Start of Data records
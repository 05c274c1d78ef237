// src/application/screens/profile_screen.rs

use std::sync::Arc;

use crate::application::dto::UserDto;
use crate::application::resource::Resource;
use crate::services::{LoginRequest, ProfileService, RegisterRequest, UpdateProfileRequest};

/// Profile screen: session state and own-profile editing.
pub struct ProfileScreen {
    profile_service: Arc<ProfileService>,
    pub profile: Resource<UserDto>,
    /// Message from the last failed form submission, if any
    pub form_error: Option<String>,
}

impl ProfileScreen {
    pub fn new(profile_service: Arc<ProfileService>) -> Self {
        Self {
            profile_service,
            profile: Resource::Loading,
            form_error: None,
        }
    }

    pub fn is_signed_in(&self) -> bool {
        self.profile_service.is_signed_in()
    }

    pub async fn on_open(&mut self) {
        self.profile = Resource::Loading;
        self.profile = Resource::from_result(
            self.profile_service.me().await.map(UserDto::from),
        );
    }

    pub async fn on_login_submitted(&mut self, email: String, password: String) {
        self.form_error = None;
        self.profile = Resource::Loading;

        let result = self
            .profile_service
            .login(LoginRequest { email, password })
            .await;

        self.profile = Resource::from_result(result.map(UserDto::from));
    }

    pub async fn on_register_submitted(
        &mut self,
        username: String,
        email: String,
        password: String,
    ) {
        self.form_error = None;
        self.profile = Resource::Loading;

        let result = self
            .profile_service
            .register(RegisterRequest {
                username,
                email,
                password,
            })
            .await;

        self.profile = Resource::from_result(result.map(UserDto::from));
    }

    pub fn on_logout(&mut self) {
        if let Err(e) = self.profile_service.logout() {
            self.form_error = Some(e.to_string());
            return;
        }
        self.profile = Resource::Error("Not signed in".to_string());
    }

    pub async fn on_profile_saved(
        &mut self,
        display_name: Option<String>,
        bio: Option<String>,
        avatar_url: Option<String>,
    ) {
        self.form_error = None;

        let result = self
            .profile_service
            .update_profile(UpdateProfileRequest {
                display_name,
                bio,
                avatar_url,
            })
            .await;

        match result {
            Ok(user) => self.profile = Resource::Success(UserDto::from(user)),
            Err(e) => self.form_error = Some(e.to_string()),
        }
    }
}
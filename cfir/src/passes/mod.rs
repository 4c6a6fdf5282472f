//! Graph-simplification passes (component F). Each pass is a standalone function over
//! `&mut Function`; none of them require or establish SSA form except where noted, mirroring the
//! teacher's own simplify passes that each operate on one local shape independently rather than
//! through a single monolithic optimizer object.

mod combine_blocks;
mod propagate_through_copies;
mod remove_unreachable;
mod remove_useless_copies;

pub use combine_blocks::combine_blocks;
pub use propagate_through_copies::propagate_through_copies;
pub use remove_unreachable::remove_unreachable;
pub use remove_useless_copies::remove_useless_copies;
End of Data records
● **Work to complete**
Return the lines above, starting at the one that contains "independently rather than" and running through the last, exactly as they appear, with no extra lines.

● **Solution to the problem**
//! teacher's own simplify passes that each operate on one local shape independently rather than
//! through a single monolithic optimizer object.

mod combine_blocks;
mod propagate_through_copies;
mod remove_unreachable;
mod remove_useless_copies;

pub use combine_blocks::combine_blocks;
pub use propagate_through_copies::propagate_through_copies;
pub use remove_unreachable::remove_unreachable;
pub use remove_useless_copies::remove_useless_copies;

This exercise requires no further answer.